Investors are alert to the collision between the new austerity and the defense industry’s culture of plenty. The Bloomberg Americas Aerospace/Defense index of defense and aerospace stocks has risen 3.65 percent over the past year, lagging the Standard & Poor’s 500-stock index’s 9.85 percent gain. Shares of Lockheed Martin, the nation’s largest weapons maker, have lost 10 percent over the past six months as the seriousness of the public debt crisis became more apparent. “We know we have to be more responsive and more agile, and we’re working to do that,” Robert Stevens, Lockheed’s chief executive officer, told analysts on July 26.
Indeed, the Pentagon is trying to cut costs by staging competitions for more new contracts and by seeking to shift more of the risk of building new weapons to its contractors.
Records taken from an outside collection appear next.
use serde::{Deserialize, Serialize};
use std::collections::HashMap;

use crate::alerts::Severity;

pub const DEFAULT_GLOBAL_WARNING_W: f64 = 500.0;
pub const DEFAULT_GLOBAL_CRITICAL_W: f64 = 1000.0;
pub const DEFAULT_ROOM_WARNING_W: f64 = 300.0;
pub const DEFAULT_ROOM_CRITICAL_W: f64 = 500.0;

/// Warning and critical power levels in watts. Valid pairs have
/// `warning < critical`, see [`crate::validation::validate_threshold_pair`].
#[derive(Debug, Clone, Copy, PartialEq, Serialize, Deserialize)]
pub struct ThresholdPair {
    pub warning: f64,
    pub critical: f64,
}

impl ThresholdPair {
    pub fn new(warning: f64, critical: f64) -> Self {
        Self { warning, critical }
    }

    /// Defaults for total system power.
    pub fn global_default() -> Self {
        Self::new(DEFAULT_GLOBAL_WARNING_W, DEFAULT_GLOBAL_CRITICAL_W)
    }

    /// Defaults applied when a room pair is created without explicit values.
    pub fn room_default() -> Self {
        Self::new(DEFAULT_ROOM_WARNING_W, DEFAULT_ROOM_CRITICAL_W)
    }

    /// Critical wins over warning; `None` below the warning level.
    pub fn classify(&self, power_watts: f64) -> Option<Severity> {
        if power_watts >= self.critical {
            Some(Severity::Critical)
        } else if power_watts >= self.warning {
            Some(Severity::Warning)
        } else {
            None
        }
    }

    /// The level that was crossed for `severity`.
    pub fn level(&self, severity: Severity) -> f64 {
        match severity {
            Severity::Critical => self.critical,
            _ => self.warning,
        }
    }
}

impl Default for ThresholdPair {
    fn default() -> Self {
        Self::global_default()
    }
}

/// Per-room pairs keyed by room id (`room5`, `room7`, ...). Rooms without an
/// entry are not checked individually.
pub type RoomThresholds = HashMap<String, ThresholdPair>;

#[cfg(test)]
mod tests {
    use super::*;

    #[test]
    fn test_classify_boundaries() {
        let pair = ThresholdPair::global_default();
        assert_eq!(pair.classify(499.9), None);
        assert_eq!(pair.classify(500.0), Some(Severity::Warning));
        assert_eq!(pair.classify(999.0), Some(Severity::Warning));
        assert_eq!(pair.classify(1000.0), Some(Severity::Critical));
        assert_eq!(pair.classify(5000.0), Some(Severity::Critical));
    }

    #[test]
    fn test_defaults() {
        assert_eq!(ThresholdPair::default(), ThresholdPair::new(500.0, 1000.0));
        assert_eq!(ThresholdPair::room_default(), ThresholdPair::new(300.0, 500.0));
    }

    #[test]
    fn test_level_for_severity() {
        let pair = ThresholdPair::room_default();
        assert_eq!(pair.level(Severity::Warning), 300.0);
        assert_eq!(pair.level(Severity::Critical), 500.0);
    }
}
use power_monitor_api::{create_router, AppState, Config};
use tokio::signal;
use tracing::info;
use tracing_subscriber::EnvFilter;

#[tokio::main]
async fn main() -> Result<(), anyhow::Error> {
    let filter = EnvFilter::try_from_default_env().unwrap_or_else(|_| EnvFilter::new("info"));
    tracing_subscriber::fmt()
        .with_env_filter(filter)
        .with_target(false)
        .compact()
        .init();

    info!("Starting power-monitor-api");

    let cfg_path = std::env::var("APP_CONFIG").unwrap_or_else(|_| "config/config.yaml".into());
    let cfg = Config::load(&cfg_path)?;
    info!(
        rooms = cfg.monitor.rooms.len(),
        stale_after_secs = cfg.monitor.stale_after_secs,
        "Configuration loaded"
    );

    let addr = cfg.bind_address();
    let router = create_router(AppState::in_memory(cfg));

    let listener = tokio::net::TcpListener::bind(&addr)
        .await
        .map_err(|e| anyhow::anyhow!("Failed to bind to {}: {}", addr, e))?;

    info!("API server listening on {}", addr);

    axum::serve(listener, router)
        .with_graceful_shutdown(shutdown_signal())
        .await?;

    info!("Application shutdown complete");
    Ok(())
}

async fn shutdown_signal() {
    let ctrl_c = async {
        signal::ctrl_c()
            .await
            .expect("failed to install Ctrl+C handler");
    };

    #[cfg(unix)]
    let terminate = async {
        signal::unix::signal(signal::unix::SignalKind::terminate())
            .expect("failed to install signal handler")
            .recv()
            .await;
    };

    #[cfg(not(unix))]
    let terminate = std::future::pending::<()>();

    tokio::select! {
        _ = ctrl_c => {},
        _ = terminate => {},
    }

    info!("Shutdown signal received");
}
Rather than traditional cost-plus contracts, which pay companies a negotiated fee above their expenses, DoD acquisition chiefs are increasing their use of fixed-price deals. “The price competition will be more intense than ever. Contractors will have to learn to survive on lower margins,” says David Berteau, a senior adviser at the Center for Strategic & International Studies in Washington.
Gates began positioning the Defense Dept. two years ago for the end of what he called “the no-questions-asked funding” era. He jettisoned the military’s poorest-performing acquisition programs, including the Army’s Future Combat Systems, a $200 billion effort led by Boeing and Science Applications International.
Like its industry peers, Lockheed—whose $382 billion F-35 fighter jet and its escalating costs present a tempting target for the green eyeshade corps—already has begun reshaping its business and workforce. In June the company announced 2,700 job cuts in addition to the voluntary departure of an additional 350 executives. The layoffs and other moves, including a salary freeze for senior executives, are expected to save $500 million over the next five years, according to Stevens.
Other defense contractors are spinning off nonessential units. Witness Northrop Grumman’s March sale of its shipbuilding business. And they are looking overseas for sales to replace business lost here at home. In June, Boeing, which had $32 billion in defense revenue last year, said it plans to increase international orders to 25 percent of its defense business by 2015, up from 17 percent today.
In recent analyst calls, several defense industry CEOs said they understood the unforgiving new era that is dawning. But while the heads of such companies as Lockheed, Northrop Grumman, Boeing, and Raytheon acknowledged public funds would be harder to tap, they all suggested their products would be the ones the Pentagon would continue to find irresistible. “Collectively, they can’t all be right,” says Berteau. “Somebody’s going to end up losing.”